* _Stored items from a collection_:
--------------------------------------------------
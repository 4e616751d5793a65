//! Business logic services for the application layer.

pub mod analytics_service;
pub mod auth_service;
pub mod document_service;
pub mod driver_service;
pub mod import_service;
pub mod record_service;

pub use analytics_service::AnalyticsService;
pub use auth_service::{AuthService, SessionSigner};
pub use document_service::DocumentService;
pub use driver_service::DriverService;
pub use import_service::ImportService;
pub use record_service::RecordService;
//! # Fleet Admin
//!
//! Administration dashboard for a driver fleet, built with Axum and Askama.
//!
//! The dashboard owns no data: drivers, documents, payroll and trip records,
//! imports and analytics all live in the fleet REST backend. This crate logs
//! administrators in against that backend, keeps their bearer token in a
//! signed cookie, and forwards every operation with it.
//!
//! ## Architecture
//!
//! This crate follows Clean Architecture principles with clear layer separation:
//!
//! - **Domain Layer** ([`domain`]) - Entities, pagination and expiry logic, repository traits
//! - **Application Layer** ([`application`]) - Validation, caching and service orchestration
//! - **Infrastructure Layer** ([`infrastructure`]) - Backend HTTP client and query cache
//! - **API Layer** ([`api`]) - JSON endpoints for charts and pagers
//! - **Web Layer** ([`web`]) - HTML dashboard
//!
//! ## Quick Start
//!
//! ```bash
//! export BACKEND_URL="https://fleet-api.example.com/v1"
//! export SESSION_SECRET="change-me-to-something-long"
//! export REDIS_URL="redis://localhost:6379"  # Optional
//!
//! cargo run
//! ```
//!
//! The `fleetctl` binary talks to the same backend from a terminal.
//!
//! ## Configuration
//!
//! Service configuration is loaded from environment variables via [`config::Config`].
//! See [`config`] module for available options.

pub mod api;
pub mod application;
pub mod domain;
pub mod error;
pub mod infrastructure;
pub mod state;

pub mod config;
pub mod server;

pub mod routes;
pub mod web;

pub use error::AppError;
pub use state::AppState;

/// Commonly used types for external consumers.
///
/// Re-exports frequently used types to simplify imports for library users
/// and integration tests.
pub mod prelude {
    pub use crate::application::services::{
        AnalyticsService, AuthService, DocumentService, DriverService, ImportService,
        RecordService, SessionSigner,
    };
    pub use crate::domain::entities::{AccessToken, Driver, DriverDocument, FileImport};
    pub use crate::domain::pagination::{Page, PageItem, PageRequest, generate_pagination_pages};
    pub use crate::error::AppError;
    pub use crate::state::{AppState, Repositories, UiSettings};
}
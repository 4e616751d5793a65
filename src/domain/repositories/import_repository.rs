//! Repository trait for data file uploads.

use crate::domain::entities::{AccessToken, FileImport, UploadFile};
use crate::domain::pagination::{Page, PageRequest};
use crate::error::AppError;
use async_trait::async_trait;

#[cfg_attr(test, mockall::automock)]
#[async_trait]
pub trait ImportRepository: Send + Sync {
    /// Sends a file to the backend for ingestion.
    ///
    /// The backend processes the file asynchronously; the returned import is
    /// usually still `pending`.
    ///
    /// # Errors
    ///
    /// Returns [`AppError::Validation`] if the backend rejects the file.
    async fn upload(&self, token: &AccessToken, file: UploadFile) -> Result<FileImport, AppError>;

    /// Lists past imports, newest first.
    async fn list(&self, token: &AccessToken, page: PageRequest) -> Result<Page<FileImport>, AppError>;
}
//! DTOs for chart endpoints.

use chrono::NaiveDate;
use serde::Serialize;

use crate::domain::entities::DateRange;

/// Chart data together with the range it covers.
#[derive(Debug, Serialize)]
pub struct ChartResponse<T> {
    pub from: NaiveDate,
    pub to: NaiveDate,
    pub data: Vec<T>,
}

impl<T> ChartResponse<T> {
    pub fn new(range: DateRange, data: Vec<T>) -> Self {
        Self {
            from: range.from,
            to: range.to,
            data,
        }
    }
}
--------------------------------------------------
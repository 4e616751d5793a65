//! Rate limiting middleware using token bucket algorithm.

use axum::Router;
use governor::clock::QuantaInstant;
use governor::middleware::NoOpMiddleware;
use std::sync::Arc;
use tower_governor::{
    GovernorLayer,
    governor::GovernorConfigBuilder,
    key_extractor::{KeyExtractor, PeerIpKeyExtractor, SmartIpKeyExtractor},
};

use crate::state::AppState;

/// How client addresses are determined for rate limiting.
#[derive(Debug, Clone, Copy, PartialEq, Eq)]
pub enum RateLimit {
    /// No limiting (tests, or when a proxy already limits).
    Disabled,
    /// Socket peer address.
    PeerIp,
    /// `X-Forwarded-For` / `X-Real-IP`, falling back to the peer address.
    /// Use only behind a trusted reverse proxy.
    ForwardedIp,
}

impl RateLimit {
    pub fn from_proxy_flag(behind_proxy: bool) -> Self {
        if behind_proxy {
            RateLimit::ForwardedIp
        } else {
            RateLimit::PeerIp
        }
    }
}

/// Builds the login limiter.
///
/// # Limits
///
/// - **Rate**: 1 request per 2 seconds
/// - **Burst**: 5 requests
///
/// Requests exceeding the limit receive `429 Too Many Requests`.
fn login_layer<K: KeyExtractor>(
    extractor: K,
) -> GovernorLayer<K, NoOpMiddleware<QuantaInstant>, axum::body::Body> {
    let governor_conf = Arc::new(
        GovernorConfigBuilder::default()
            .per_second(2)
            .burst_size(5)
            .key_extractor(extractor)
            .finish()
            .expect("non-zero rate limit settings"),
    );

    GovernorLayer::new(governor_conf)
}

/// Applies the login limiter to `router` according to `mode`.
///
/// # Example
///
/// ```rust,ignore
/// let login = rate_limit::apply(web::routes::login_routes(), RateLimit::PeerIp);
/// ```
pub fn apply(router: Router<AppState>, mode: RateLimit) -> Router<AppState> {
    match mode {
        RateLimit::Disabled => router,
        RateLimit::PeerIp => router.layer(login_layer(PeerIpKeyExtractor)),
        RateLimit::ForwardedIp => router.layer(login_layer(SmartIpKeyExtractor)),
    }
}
--------------------------------------------------
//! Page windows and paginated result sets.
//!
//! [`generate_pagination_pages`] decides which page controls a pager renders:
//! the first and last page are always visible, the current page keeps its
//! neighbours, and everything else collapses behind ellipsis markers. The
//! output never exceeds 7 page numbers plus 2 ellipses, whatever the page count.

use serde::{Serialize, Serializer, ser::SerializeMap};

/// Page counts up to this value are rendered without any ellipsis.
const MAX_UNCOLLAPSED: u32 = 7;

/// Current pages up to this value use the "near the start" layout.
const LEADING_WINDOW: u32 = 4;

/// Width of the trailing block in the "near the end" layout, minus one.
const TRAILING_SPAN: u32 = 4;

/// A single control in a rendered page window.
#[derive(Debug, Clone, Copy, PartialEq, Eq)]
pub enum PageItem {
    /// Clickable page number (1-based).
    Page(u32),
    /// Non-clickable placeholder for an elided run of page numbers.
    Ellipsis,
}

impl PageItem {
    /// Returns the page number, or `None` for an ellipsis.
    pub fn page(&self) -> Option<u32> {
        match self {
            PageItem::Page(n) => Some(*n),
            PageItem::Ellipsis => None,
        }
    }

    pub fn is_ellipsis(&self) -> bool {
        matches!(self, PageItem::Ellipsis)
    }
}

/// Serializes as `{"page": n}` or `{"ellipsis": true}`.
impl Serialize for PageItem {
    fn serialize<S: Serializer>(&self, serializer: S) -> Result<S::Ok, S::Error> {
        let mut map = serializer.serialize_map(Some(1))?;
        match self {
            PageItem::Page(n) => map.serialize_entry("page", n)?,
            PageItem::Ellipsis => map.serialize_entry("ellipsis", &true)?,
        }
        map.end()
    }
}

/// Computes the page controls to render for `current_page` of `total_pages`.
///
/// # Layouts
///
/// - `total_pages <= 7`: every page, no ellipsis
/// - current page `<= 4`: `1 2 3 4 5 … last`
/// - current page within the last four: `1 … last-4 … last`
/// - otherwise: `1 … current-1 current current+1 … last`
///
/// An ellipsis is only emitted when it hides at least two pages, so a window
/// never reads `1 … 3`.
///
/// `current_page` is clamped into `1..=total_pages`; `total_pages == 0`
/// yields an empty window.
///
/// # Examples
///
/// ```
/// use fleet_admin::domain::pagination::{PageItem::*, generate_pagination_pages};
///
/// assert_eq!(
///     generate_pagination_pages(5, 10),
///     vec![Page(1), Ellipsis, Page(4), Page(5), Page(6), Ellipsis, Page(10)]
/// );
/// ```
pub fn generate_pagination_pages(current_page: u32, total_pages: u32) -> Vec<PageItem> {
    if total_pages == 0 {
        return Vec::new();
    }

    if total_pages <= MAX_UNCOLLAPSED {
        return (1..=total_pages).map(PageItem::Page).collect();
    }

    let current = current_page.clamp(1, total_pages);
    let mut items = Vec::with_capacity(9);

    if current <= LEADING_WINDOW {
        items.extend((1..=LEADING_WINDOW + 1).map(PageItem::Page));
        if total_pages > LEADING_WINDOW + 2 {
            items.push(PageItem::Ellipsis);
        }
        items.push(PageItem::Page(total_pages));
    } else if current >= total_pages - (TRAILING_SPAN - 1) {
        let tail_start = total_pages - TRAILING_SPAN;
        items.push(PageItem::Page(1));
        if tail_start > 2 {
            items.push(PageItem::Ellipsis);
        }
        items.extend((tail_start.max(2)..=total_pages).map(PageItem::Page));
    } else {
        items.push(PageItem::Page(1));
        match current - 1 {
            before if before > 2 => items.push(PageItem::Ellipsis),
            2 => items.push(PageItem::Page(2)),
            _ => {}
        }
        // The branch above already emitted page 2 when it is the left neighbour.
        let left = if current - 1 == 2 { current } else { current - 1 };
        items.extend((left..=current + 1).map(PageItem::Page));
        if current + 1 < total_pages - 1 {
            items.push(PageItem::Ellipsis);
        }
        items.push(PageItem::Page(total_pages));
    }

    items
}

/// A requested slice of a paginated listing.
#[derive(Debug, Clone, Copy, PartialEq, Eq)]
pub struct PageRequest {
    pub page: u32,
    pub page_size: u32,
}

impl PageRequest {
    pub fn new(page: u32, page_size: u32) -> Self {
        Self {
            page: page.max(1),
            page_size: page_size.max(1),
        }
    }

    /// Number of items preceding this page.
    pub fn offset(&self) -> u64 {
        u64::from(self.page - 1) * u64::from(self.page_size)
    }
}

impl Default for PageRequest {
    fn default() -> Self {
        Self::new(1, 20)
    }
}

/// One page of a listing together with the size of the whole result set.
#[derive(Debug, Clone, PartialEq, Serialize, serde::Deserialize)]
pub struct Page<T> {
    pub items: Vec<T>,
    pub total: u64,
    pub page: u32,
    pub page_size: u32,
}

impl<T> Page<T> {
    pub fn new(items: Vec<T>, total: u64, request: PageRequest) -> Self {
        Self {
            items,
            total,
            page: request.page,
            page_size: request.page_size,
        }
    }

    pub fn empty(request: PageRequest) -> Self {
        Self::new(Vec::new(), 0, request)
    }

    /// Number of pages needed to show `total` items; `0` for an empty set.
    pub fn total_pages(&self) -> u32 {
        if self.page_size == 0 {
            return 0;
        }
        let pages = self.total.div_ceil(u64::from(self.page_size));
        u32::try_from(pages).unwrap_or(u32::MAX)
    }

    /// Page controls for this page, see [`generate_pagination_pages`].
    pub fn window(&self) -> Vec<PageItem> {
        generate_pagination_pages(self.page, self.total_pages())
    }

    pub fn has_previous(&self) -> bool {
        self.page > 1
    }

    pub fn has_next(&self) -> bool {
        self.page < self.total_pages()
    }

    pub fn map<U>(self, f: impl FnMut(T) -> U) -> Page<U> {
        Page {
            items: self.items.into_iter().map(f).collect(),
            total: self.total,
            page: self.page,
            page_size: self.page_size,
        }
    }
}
--------------------------------------------------
* _WHAT THIS TASK INVOLVES_: A complete answer gives every line of the data that includes "AppError".

* _TASK ANSWER_:
pub use error::AppError;
    pub use crate::error::AppError;
use crate::error::AppError;
    /// Returns [`AppError::Validation`] if the backend rejects the file.
    async fn upload(&self, token: &AccessToken, file: UploadFile) -> Result<FileImport, AppError>;
    async fn list(&self, token: &AccessToken, page: PageRequest) -> Result<Page<FileImport>, AppError>;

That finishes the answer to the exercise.